Consider the case $F=\mathbb{Q}_3$. Let $M$ denote the free abelian group generated by $\langle\alpha\rangle$, $\alpha\in \mathbb{Q}_3^\times$. We have $\mathbb{Q}_3^\times/(\mathbb{Q}_3^\times)^2=\{[1],[-1],[3],[-3]\}$, so the quotient of $M$ by the first relation is a free abelian group with basis $\langle 1 \rangle,\langle -1\rangle, \langle 3 \rangle,\langle -3\rangle$. If Morel's claim is correct, then $\operatorname{GW}(F)$ must be the quotient of this group by the relation $$ \langle 3\rangle + \langle -3\rangle = \langle 1\rangle + \langle -1\rangle. $$ However, we have $$ \langle 3\rangle + \langle 3\rangle\neq \langle 6\rangle + \langle 54\rangle \quad( = \langle -3\rangle + \langle -3\rangle) $$ in this group, so the second relation does not hold.

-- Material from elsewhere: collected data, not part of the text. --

//! Expression evaluation
//!
//! JikiScript never coerces: arithmetic and ordering need numbers on both
//! sides, conditions need booleans (unless truthiness is switched on) and
//! equality compares type and value.

use super::statements::list_position;
use super::Executor;
use crate::jikiscript::ast::{BinaryOp, Expression, Literal, LogicalOp, UnaryOp};
use crate::runtime::ops::{self, ArithmeticOp, ComparisonOp};
use crate::runtime::{RuntimeError, RuntimeErrorKind, Value};

impl<'a> Executor<'a> {
    pub(crate) fn evaluate(&mut self, expression: &Expression) -> Result<Value, RuntimeError> {
        let location = expression.location();
        match expression {
            Expression::Literal { value, .. } => Ok(match value {
                Literal::Number(n) => Value::Number(*n),
                Literal::String(s) => Value::String(s.clone()),
                Literal::Boolean(b) => Value::Boolean(*b),
                Literal::Null => Value::None,
            }),

            Expression::Variable { name, .. } => {
                self.env.get(name).map_err(|kind| kind.at(location))
            }

            Expression::List { elements, .. } => {
                let items = self.evaluate_arguments(elements)?;
                Ok(Value::list(items))
            }

            Expression::Dictionary { entries, .. } => {
                let mut evaluated: Vec<(String, Value)> = Vec::with_capacity(entries.len());
                for (key, value) in entries {
                    let value = self.evaluate(value)?;
                    match evaluated.iter_mut().find(|entry| entry.0 == *key) {
                        Some(entry) => entry.1 = value,
                        None => evaluated.push((key.clone(), value)),
                    }
                }
                Ok(Value::dict(evaluated))
            }

            Expression::Unary { op, operand, .. } => {
                let value = self.evaluate(operand)?;
                match op {
                    UnaryOp::Negate => ops::number_operand(&value)
                        .map(|n| Value::Number(-n))
                        .map_err(|kind| kind.at(location)),
                    UnaryOp::Not => self
                        .truth(&value)
                        .map(|b| Value::Boolean(!b))
                        .map_err(|kind| kind.at(location)),
                }
            }

            Expression::Binary {
                left, op, right, ..
            } => {
                let left = self.evaluate(left)?;
                let right = self.evaluate(right)?;
                binary(*op, &left, &right).map_err(|kind| kind.at(location))
            }

            Expression::Logical {
                left, op, right, ..
            } => {
                let left = self.evaluate(left)?;
                let left = self.truth(&left).map_err(|kind| kind.at(location))?;
                let short_circuit = match op {
                    LogicalOp::And => !left,
                    LogicalOp::Or => left,
                };
                if short_circuit {
                    return Ok(Value::Boolean(left));
                }
                let right = self.evaluate(right)?;
                self.truth(&right)
                    .map(Value::Boolean)
                    .map_err(|kind| kind.at(location))
            }

            Expression::Grouping { inner, .. } => self.evaluate(inner),

            Expression::Call { callee, args, .. } => {
                let args = self.evaluate_arguments(args)?;
                self.call_function(callee, args, location)
            }

            Expression::Index { object, index, .. } => {
                let object = self.evaluate(object)?;
                let index = self.evaluate(index)?;
                get_element(&object, &index).map_err(|kind| kind.at(location))
            }
        }
    }

    pub(crate) fn evaluate_arguments(&mut self, args: &[Expression]) -> Result<Vec<Value>, RuntimeError> {
        args.iter().map(|arg| self.evaluate(arg)).collect()
    }

    fn truth(&self, value: &Value) -> Result<bool, RuntimeErrorKind> {
        ops::condition(value, self.ctx.features().allow_truthiness)
    }
}

fn binary(op: BinaryOp, left: &Value, right: &Value) -> Result<Value, RuntimeErrorKind> {
    let arithmetic = |op: ArithmeticOp| -> Result<Value, RuntimeErrorKind> {
        let a = ops::number_operand(left)?;
        let b = ops::number_operand(right)?;
        let result = op.apply(a, b);
        Ok(Value::Number(match op {
            ArithmeticOp::Remainder => result,
            _ => ops::round_decimal(result),
        }))
    };
    let comparison = |op: ComparisonOp| -> Result<Value, RuntimeErrorKind> {
        let a = ops::number_operand(left)?;
        let b = ops::number_operand(right)?;
        Ok(Value::Boolean(op.apply(a, b)))
    };

    match op {
        BinaryOp::Add => arithmetic(ArithmeticOp::Add),
        BinaryOp::Subtract => arithmetic(ArithmeticOp::Subtract),
        BinaryOp::Multiply => arithmetic(ArithmeticOp::Multiply),
        BinaryOp::Divide => arithmetic(ArithmeticOp::Divide),
        BinaryOp::Remainder => arithmetic(ArithmeticOp::Remainder),
        BinaryOp::Less => comparison(ComparisonOp::Less),
        BinaryOp::LessEqual => comparison(ComparisonOp::LessEqual),
        BinaryOp::Greater => comparison(ComparisonOp::Greater),
        BinaryOp::GreaterEqual => comparison(ComparisonOp::GreaterEqual),
        BinaryOp::Equal => equality(left, right).map(Value::Boolean),
        BinaryOp::NotEqual => equality(left, right).map(|b| Value::Boolean(!b)),
    }
}

fn equality(left: &Value, right: &Value) -> Result<bool, RuntimeErrorKind> {
    if let (Value::List(_), Value::List(_)) = (left, right) {
        return Err(RuntimeErrorKind::CannotCompareListObjects);
    }
    Ok(ops::strict_equals(left, right))
}

/// `object[index]`: 1-based for lists and strings, by key for dictionaries.
fn get_element(object: &Value, index: &Value) -> Result<Value, RuntimeErrorKind> {
    match object {
        Value::List(items) => {
            let items = items.borrow();
            let position = list_position(index, items.len(), |index, length| {
                RuntimeErrorKind::IndexOutOfBoundsInGet {
                    index,
                    length,
                    data_type: "list",
                }
            })?;
            Ok(items[position].clone())
        }
        Value::String(s) => {
            let chars: Vec<char> = s.chars().collect();
            let position = list_position(index, chars.len(), |index, length| {
                RuntimeErrorKind::IndexOutOfBoundsInGet {
                    index,
                    length,
                    data_type: "string",
                }
            })?;
            Ok(Value::String(chars[position].to_string()))
        }
        Value::Dict(entries) => {
            let key = index.to_output_string();
            entries
                .borrow()
                .iter()
                .find(|(k, _)| *k == key)
                .map(|(_, v)| v.clone())
                .ok_or(RuntimeErrorKind::KeyNotFound { key })
        }
        other => Err(RuntimeErrorKind::CannotIndex {
            type_name: other.type_name().to_string(),
        }),
    }
}

#[cfg(test)]
mod tests {
    use super::*;

    #[test]
    fn arithmetic_rounds_to_five_places() {
        let sum = binary(BinaryOp::Add, &Value::Number(0.1), &Value::Number(0.2)).unwrap();
        assert_eq!(sum.as_number(), Some(0.3));
    }

    #[test]
    fn strings_do_not_concatenate() {
        let err = binary(BinaryOp::Add, &Value::from("a"), &Value::from("b")).unwrap_err();
        assert_eq!(err.to_string(), "OperandMustBeNumber: value: \"a\"");
    }

    #[test]
    fn lists_cannot_be_compared() {
        let a = Value::list(vec![]);
        let b = Value::list(vec![]);
        assert_eq!(
            binary(BinaryOp::Equal, &a, &b).unwrap_err(),
            RuntimeErrorKind::CannotCompareListObjects
        );
    }

    #[test]
    fn indexing_is_one_based() {
        let list = Value::list(vec![Value::Number(10.0), Value::Number(20.0)]);
        let first = get_element(&list, &Value::Number(1.0)).unwrap();
        assert_eq!(first.as_number(), Some(10.0));

        assert_eq!(
            get_element(&list, &Value::Number(0.0)).unwrap_err(),
            RuntimeErrorKind::IndexIsOneBased
        );
        assert_eq!(
            get_element(&list, &Value::Number(3.0)).unwrap_err().to_string(),
            "IndexOutOfBoundsInGet: index: 3, length: 2, dataType: list"
        );
    }

    #[test]
    fn string_indexing_returns_characters() {
        let word = Value::from("jiki");
        let third = get_element(&word, &Value::Number(3.0)).unwrap();
        assert_eq!(third.as_str(), Some("k"));
    }
}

On the other hand, it is true that the first and the second relation imply $\langle \alpha\rangle + \langle -\alpha\rangle=\langle 1\rangle + \langle -1\rangle$. Let $x=\dfrac{\alpha+1}{2}$ and $y=\dfrac{\alpha-1}{2}$, so that $x^2-y^2=\alpha$. By the second relation, we have $$ \langle x^2\alpha\rangle + \langle -y^2\alpha\rangle = \langle (x^2-y^2)\alpha\rangle + \langle -x^2y^2(x^2-y^2)\alpha^3\rangle. $$ Using the first relation and $x^2-y^2=\alpha$, we can rewrite this as $$ \langle \alpha\rangle + \langle -\alpha\rangle = \langle 1\rangle + \langle -1\rangle. $$ Perhaps this is what Morel wanted to note.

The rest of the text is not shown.